Stuff’s own Graeme Tuckett described the film as “more slow-burn horror than conventional biopic”, praising the craft and star de Armas’ performance, before concluding, “I still got to the end of the 166 minutes wishing they hadn’t bothered, or at least that they had stuck to the truth.”
The New York Times called it “the latest necrophiliac entertainment to exploit her”, while the Los Angeles Times said, “The film isn’t really about Marilyn Monroe. It’s about making her suffer.”
In a one-star review for The Independent, Jessie Thompson wrote: “Blonde is not a bad film because it is degrading, exploitative and misogynist, even though it is all of those things. It’s bad because it’s boring, pleased with itself and doesn’t have a clue what it’s trying to say.”
Author and Model Emily Ratajkowski also criticised the film on TikTok, weighing in on the controversy, accusing the film of “fetishising” female pain:
“I’m not surprised to hear that it’s yet another movie fetishizing female pain, even in death.”
Planned Parenthood weighed in on the “in-utero” scenes, criticising film as “anti-abortion propaganda” in the Hollywood Reporter.
“While abortion is safe, essential healthcare, anti-abortion zealots have long contributed to abortion stigma by using medically inaccurate descriptions of foetuses and pregnancy,” said the organisation, “the new film, Blonde, bolsters their message with a CGI-talking foetus, depicted to look like a fully formed baby.”
Blonde was adapted from Joyce Carol Oates’ bestselling 2000 novel of the same name and chronicles Monroe’s traumatic ascent through the Hollywood system, after her tumultuous upbringing in an orphanage.
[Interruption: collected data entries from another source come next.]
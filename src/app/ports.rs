//! Port traits — the hexagonal boundary between the control core and the
//! outside world.
//!
//! ```text
//!   Adapter ──▶ Port trait ──▶ DroidService (domain)
//! ```
//!
//! Driven adapters (servo bus, eye displays, status lights, calibration
//! storage, event sinks) implement these traits.  The
//! [`DroidService`](super::service::DroidService) consumes them via
//! generics, so the control core never touches hardware directly and every
//! controller is testable with mock adapters.

use crate::calibration::CalibrationData;
use crate::face::EyeSide;

// ───────────────────────────────────────────────────────────────
// Servo port (domain → PWM hardware)
// ───────────────────────────────────────────────────────────────

/// Write-side port for the servo bus.
///
/// `degrees` is always in actuator space (0–180); the adapter owns the
/// degree→pulse mapping and the physical write.  Calls are fire-and-forget:
/// the core has no rejection path for actuator output (clamping happens
/// before this boundary).
pub trait ServoPort {
    fn write_degrees(&mut self, channel: u8, degrees: f64);
}

// ───────────────────────────────────────────────────────────────
// Display port (domain → eye displays)
// ───────────────────────────────────────────────────────────────

/// Draw-side port for the two eye displays.
///
/// Coordinates are pixels on the addressed eye's panel.  The core only uses
/// the handful of primitives the expression renderer needs; adapters map
/// them onto whatever graphics stack drives the panels.
pub trait DisplayPort {
    fn width(&self) -> u16;
    fn height(&self) -> u16;

    /// Fill the whole panel of one eye.
    fn fill(&mut self, eye: EyeSide, color: u16);

    /// Fast horizontal line (one scan row) on one eye.
    fn hline(&mut self, eye: EyeSide, x: i32, y: i32, w: i32, color: u16);

    /// Filled circle (pupil).
    fn fill_circle(&mut self, eye: EyeSide, cx: i32, cy: i32, r: i32, color: u16);

    /// Circle outline (focus ring).
    fn draw_circle(&mut self, eye: EyeSide, cx: i32, cy: i32, r: i32, color: u16);

    /// Straight line (eyebrow).
    fn line(&mut self, eye: EyeSide, x0: i32, y0: i32, x1: i32, y1: i32, color: u16);
}

// ───────────────────────────────────────────────────────────────
// Light port (domain → status-light array)
// ───────────────────────────────────────────────────────────────

/// Write-side port for the chest status lights.
pub trait LightPort {
    /// Set every pixel in the array to one colour.
    fn set_all(&mut self, r: u8, g: u8, b: u8);
}

// ───────────────────────────────────────────────────────────────
// Event sink port (domain → logging / telemetry)
// ───────────────────────────────────────────────────────────────

/// The core emits structured [`AppEvent`](super::events::AppEvent)s through
/// this port.  Adapters decide where they go (serial log, gateway push,
/// telemetry buffer, etc.).
pub trait EventSink {
    fn emit(&mut self, event: &super::events::AppEvent);
}

// ───────────────────────────────────────────────────────────────
// Calibration store port (domain ↔ persistent snapshot)
// ───────────────────────────────────────────────────────────────

/// Loads and persists the calibration snapshot.
///
/// The core never initiates persistence itself: the gateway calls `save`
/// on explicit user command, and `load` runs once at boot before the first
/// centering pass.  A missing or corrupt snapshot falls back to
/// [`CalibrationData::default()`].
pub trait CalibrationStore {
    fn load(&self) -> Result<CalibrationData, StoreError>;
    fn save(&self, data: &CalibrationData) -> Result<(), StoreError>;
}

/// Errors from [`CalibrationStore`] operations.
#[derive(Debug, Clone, Copy, PartialEq, Eq)]
pub enum StoreError {
    /// No snapshot found in storage (first boot).
    NotFound,
    /// Stored snapshot failed deserialization.
    Corrupted,
    /// Generic I/O error from the storage backend.
    IoError,
}

impl core::fmt::Display for StoreError {
    fn fmt(&self, f: &mut core::fmt::Formatter<'_>) -> core::fmt::Result {
        match self {
            Self::NotFound => write!(f, "calibration not found"),
            Self::Corrupted => write!(f, "calibration corrupted"),
            Self::IoError => write!(f, "I/O error"),
        }
    }
}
Netflix on their website says the film “boldly reimagines the tumultuous private life of the Hollywood legend – and the price she paid for fame”.
In an interview with Screen Daily back in February, Dominik said his film depicted “what it’s like to go through the Hollywood meat-grinder.”
More recently, in an interview with The Wrap, he responded to the criticism swirling around his film.
“You just have to watch as she’s unable to conquer her own demons, and that’s the whole idea of the movie,” he said. “People feel very protective of her, and I think that’s part of the problem. I think that’s part of the reason why she’s dead.”